The husband stared belligerently at the sofa as Cathy Parker wrote briskly in her notebook.

His wife spoke: "I wouldn't know anything about her, except that when my aunt died I had the job of sorting through her papers. My uncle had passed on three years earlier. It was a sort of surprise to find any reference to my cousin, but she'd written two or three times a year to her mother, my aunt. I say it was a surprise because my uncle never spoke of Edith, it was like she didn't exist. My uncle was an engineer with the Anglo-Iranian Oil Corporation, based in Abadan. I think they lived pretty well, servants, a good villa, all that. He just couldn't accept that his nineteen-year-old daughter should fall for and want to marry a local. Ali Hossein was a medical student in his early twenties. My uncle did all he could to break the relationship and couldn't, and gave up on Edith. He didn't go to the wedding and forbade my aunt to go. He just cut her off, pretended there had never been a daughter, an only child. I don't think he ever knew that my aunt kept in touch with her…"

She was a neat, fussy woman. On her lap were old letters and a small bundle of photographs held together by a frayed elastic band.

"It was a traditional Muslim wedding. She must have felt very alone with just Ali's relations and friends.
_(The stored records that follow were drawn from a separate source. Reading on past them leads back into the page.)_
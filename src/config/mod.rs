//! Configuration system for voicedesk.
//!
//! Two layers:
//! 1. YAML config (explicit path, .voicedesk.yml, ~/.config/voicedesk/voicedesk.yml)
//! 2. Environment overrides for data file paths (FRAUD_DB, FAQ_FILE, ...)

use eyre::Result;
use std::path::PathBuf;

pub use self::global::{GlobalConfig, PathsConfig, SessionConfig, TutorConfig, TutorVoices};

pub mod env;
mod global;

/// Load configuration from the standard search paths, then apply `.env.local`
/// and process environment overrides.
pub fn load_config(explicit_path: Option<&PathBuf>) -> Result<GlobalConfig> {
    env::load_dotenv();
    let mut config = GlobalConfig::load(explicit_path)?;
    config.apply_env_overrides();
    config.validate()?;
    Ok(config)
}

#[cfg(test)]
mod tests {
    use super::*;

    #[test]
    fn test_load_config_explicit() {
        let dir = tempfile::tempdir().unwrap();
        let path = dir.path().join("voicedesk.yml");
        std::fs::write(&path, "session:\n  tts-voice: en-US-natalie\n").unwrap();

        let config = load_config(Some(&path)).unwrap();
        assert_eq!(config.session.tts_voice, "en-US-natalie");
    }

    #[test]
    fn test_load_config_rejects_invalid() {
        let dir = tempfile::tempdir().unwrap();
        let path = dir.path().join("voicedesk.yml");
        std::fs::write(&path, "session:\n  llm-model: \"\"\n").unwrap();

        assert!(load_config(Some(&path)).is_err());
    }
}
Her letters, over the years, were sent to a post office near where my uncle and aunt lived in their retirement, up north, and my aunt collected them. It was a sad little bit of subterfuge but necessary because my uncle's hostility never lessened, not till the day he died. The letters stopped coming in 1984 and my aunt, in the following months, badgered the Foreign Office to find out why. She made up excuses to be away for a whole day, and went to London and nagged the diplomats for information. Eventually they told her that Edith had been killed in a rocket attack in Tehran, and she never told my uncle. But it's their son, Edith's and Ali's boy, that you want to know about?"

Cathy Parker was quiet. It was the photographs she had come for, but it was her way never to appear eager. She let her informant talk.

"He was called Vahid. I think Edith had a sense of guilt about the way she and Ali brought him up. Ali was involved in dangerous politics, he was even arrested and beaten by the secret police, and Edith supported him to the hilt. The child, Vahid, was left to himself, and it wasn't a surprise that he became a tear away a street hooligan. He was involved in demonstrations, in fighting with the police. Myself, I'd have been horrified, but Edith wrote of her pride in the boy's determination. After the revolution, when that awful man, you know, the Ayatollah, came back and there were all the executions, public hangings and shootings, the boy went into the military and was sent away to the war with Iraq. He was at the front line when Edith and her husband were killed by the rocket."